Careful there Michael and Andrew, lest you invite the scourge of being labeled an "invested interest" and have your correction of misapplied facts and the use of real facts spun so that it appears that you are doing that which the accused are doing: being biased to fit a particular agenda and spreading misinformation and confusion.

Michael,

A very nice article. The factual support for any position taken by Bessen and his cohort Meurer has been repeatedly shown to be suspect. Unfortunately, the media choose to overlook factually flawed basis for these disingenuous positions taken by Bessen/Meurer.

I'm glad to see that Patent Docs is finally giving up the pretense of trying to be a thoughtful blog and instead diving straight to the bottom of the barrel where it seems most comfortable:

"Samuels was formerly of the Electronic Frontier Foundation (EFF), a group with an anti-patent agenda."

Here's the EFF's statement on their website which is orders of magnitute more accurate than this lame "anti-patent" smear:

"The system of patents as it currently stands, especially in the world of software, is unsustainable. We need a patent system that actually fosters innovation—or at least, one that gets out of the way. That's why EFF has launched Defend Innovation. This campaign suggests 7 proposals to address the most egregious problems with the software patent system and solicits the opinions of Interenet users for their thoughts about software patents and ideas for addressing the problem."

This blog isn't helping itself lately. You all should try to keep your shirts on because you're not going to "win" this way.

"As we have come to expect, both articles present only one side of the story, and do not consider the negative consequences that ... the Alice decision has already produced."

What "negative consequences" has Alice produced? Ineligible claims that should never have been granted are not being granted; those that were granted are being invalidated.

What's "negative" about that? Are you suggesting that there aren't enough ineligible or invalid claims out there already? Last time I checked the PTO was still granting patents in historically unprecedented numbers, something they've been doing annually every year for the past twenty years.

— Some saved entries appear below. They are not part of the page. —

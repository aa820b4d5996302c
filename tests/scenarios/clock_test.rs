//! Tick clock scenarios on the system monotonic clock.

use super::common::{assert_between, timed};
use std::thread;
use std::time::Duration;
use ticking_common::error::TickingError;
use ticking_common::time::{ClockSource, SystemClock, TimeSource};
use ticking_runtime::{CancelToken, TickClock};

#[test]
fn test_first_tick_takes_one_tick_len() {
    let clock = TickClock::from_secs_f64(0.25).unwrap();

    let (first, elapsed) = timed(|| clock.ticks().next());
    let (tick, offset) = first.unwrap().unwrap();

    assert_between(elapsed, 0.2, 0.3);
    assert_eq!(tick, 1);
    assert_eq!(offset, Duration::from_millis(250));
}

#[test]
fn test_dropped_tick() {
    let clock = TickClock::from_secs_f64(0.25).unwrap();

    let (start, _) = clock.ticks().next().unwrap().unwrap();
    thread::sleep(Duration::from_millis(300));
    let (end, _) = clock.ticks().next().unwrap().unwrap();

    assert_eq!(end - start, 2);
}

#[test]
fn test_wait_aligns_to_boundary() {
    let clock = TickClock::new(Duration::from_millis(100)).unwrap();
    let source = *clock.source();

    thread::sleep(Duration::from_millis(30));
    let tick = clock.wait_until_next_tick(None).unwrap();
    let after = source.now().saturating_duration_since(clock.started_at());

    assert_eq!(tick, 1);
    assert_between(after, 0.095, 0.15);
}

#[test]
fn test_raw_clock_ticks() {
    let clock = TickClock::with_source(
        Duration::from_millis(50),
        SystemClock::new(ClockSource::MonotonicRaw),
        None,
    )
    .unwrap();

    let ticks: Vec<u64> = clock
        .ticks()
        .take(3)
        .map(|t| t.map(|(n, _)| n))
        .collect::<Result<_, _>>()
        .unwrap();
    assert_eq!(ticks, vec![1, 2, 3]);
}

#[test]
fn test_future_epoch_is_time_travel() {
    let source = SystemClock::default();
    let epoch = source.now() + Duration::from_secs(60);
    let clock = TickClock::with_source(Duration::from_millis(10), source, Some(epoch)).unwrap();

    assert!(matches!(
        clock.wait_until_next_tick(None),
        Err(TickingError::TimeTravel { .. })
    ));
}

#[test]
fn test_cancel_from_another_thread() {
    let clock = TickClock::new(Duration::from_secs(10)).unwrap();
    let token = CancelToken::new();

    let canceller = {
        let token = token.clone();
        thread::spawn(move || {
            thread::sleep(Duration::from_millis(50));
            token.cancel();
        })
    };

    let (result, elapsed) = timed(|| clock.wait_until_next_tick_cancellable(None, &token));
    canceller.join().unwrap();

    assert_eq!(result, Err(TickingError::Cancelled));
    assert_between(elapsed, 0.04, 1.0);
}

Kaptain, re-read the last six paragraphs of the post for a discussion of the negative consequences.

Mike, with all due respect, those paragraphs appear to have been written by someone completely clueless about subject matter eligibility, why it exists, and how it must be dealt with.

You're correct that people have been whining that "obviousness can do the job." But those people were always wrong, they were told why they were wrong, they were unable to respond to the criticisms of their position ... and yet they keep making it.

Guess what? Didn't work then. Won't work now. Won't work ever.

Let me know if you need me to hold your hand and walk you through it.

One thing that is routinely ignored is that there hasn't been a patent litigation explosion - except for the additional suits filed as a result of the AIA requiring separate suits for different alleged infringers. If you look back enough years (yes, hard to do, but possible, as shown by the work of Dr. Ron Katznelson), there was much more patent litigation, as a percentage of patents issued, etc., in the 1920s and 1930s, all the way up to the U.S. entry into WW II.

Perhaps Kaptain Korwood (aka KK, aka MM, aka Malcolm Mooney, aka sockpuppets-are-the-worst-thing-ever-unless-I'm-the-one-using-them) would care to explicate why the paragraphs appear to be "written by someone completely clueless about subject matter eligibility" - and do so without trying to over-expand a theory based on mere aggregation (which applies with or without any claim elements that may sound in any type of "totally in the mind" character).

Can he do so in a straight forward, intellectually honest and competent manner?

Me, I am....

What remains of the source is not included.